Small amounts of selenium are necessary for cellular function in humans and many animals. Selenium is an ingredient in many multivitamins, other dietary supplements and infant formula. Soils in certain parts of the world show selenium deficiency and can benefit from selenium containing fertilizers to boost the selenium intake by humans and cattle.

Primary production and recycling

Selenium is most commonly produced from selenide in many sulfide ores and can be found more particularly in the residues from copper refining. 

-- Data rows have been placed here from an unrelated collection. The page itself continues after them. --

//! Internal error types for Gemini operations.
//!
//! These never cross the port boundary; `port.rs` logs them and maps every
//! variant to `SentenceError::GenerationFailed`.

use thiserror::Error;

/// Result type alias for Gemini operations.
pub type GeminiResult<T> = Result<T, GeminiError>;

/// Errors related to Gemini API operations.
#[derive(Debug, Error)]
pub enum GeminiError {
    /// No API key was configured.
    #[error("Gemini API key is not set (GEMINI_API_KEY)")]
    MissingApiKey,

    /// API request failed with an HTTP error status.
    #[error("Gemini API request failed with status {status}: {message}")]
    ApiRequestFailed {
        /// HTTP status code
        status: u16,
        /// Error message from the response body, if any
        message: String,
    },

    /// API returned an invalid or unexpected response.
    #[error("Invalid response from Gemini API: {message}")]
    InvalidResponse {
        /// Description of what was invalid
        message: String,
    },

    /// Network or HTTP client error. The request URL is stripped since it
    /// carries the API key.
    #[error("Network error: {0}")]
    Network(reqwest::Error),

    /// URL parsing error.
    #[error("Invalid URL: {0}")]
    InvalidUrl(#[from] url::ParseError),

    /// JSON parsing error.
    #[error("JSON parsing error: {0}")]
    JsonParse(#[from] serde_json::Error),
}

impl From<reqwest::Error> for GeminiError {
    fn from(e: reqwest::Error) -> Self {
        Self::Network(e.without_url())
    }
}

#[cfg(test)]
mod tests {
    use super::*;

    #[test]
    fn test_api_request_failed_error_message() {
        let error = GeminiError::ApiRequestFailed {
            status: 403,
            message: "API key not valid".to_string(),
        };
        let msg = error.to_string();
        assert!(msg.contains("403"));
        assert!(msg.contains("API key not valid"));
    }

    #[test]
    fn test_missing_key_names_the_variable() {
        assert!(GeminiError::MissingApiKey.to_string().contains("GEMINI_API_KEY"));
    }

    #[test]
    fn test_json_error_converts() {
        let err = serde_json::from_str::<serde_json::Value>("{").unwrap_err();
        assert!(matches!(GeminiError::from(err), GeminiError::JsonParse(_)));
    }
}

Recycling can come from spent targets or materials used in chemical or physical vapor deposition such as zinc selenide manufacturing and CIGS photovoltaics.

The refining of selenium is often complicated by the presence of other compounds and elements but at Umicore we have the know-how and expertise to recover it. 

History

Berzelius discovered selenium in 1817 in the dusts formed in the lead chambers of a sulphuric acid plant. He found the element associated with tellurium named after the Latin word tellus that means earth and decided to call it selenium after the Greek word σελενη that stands for moon.

In 1873, Willoughby Smith, an English electrical engineer, discovered that selenium’s electrical resistance decreased when illuminated. A property that paved the way for selenium’s use in photoelectric cells. This led to the use of high purity selenium and alloys in photocopier drums;  this application however disappeared in the early 2000s, replaced by organic materials.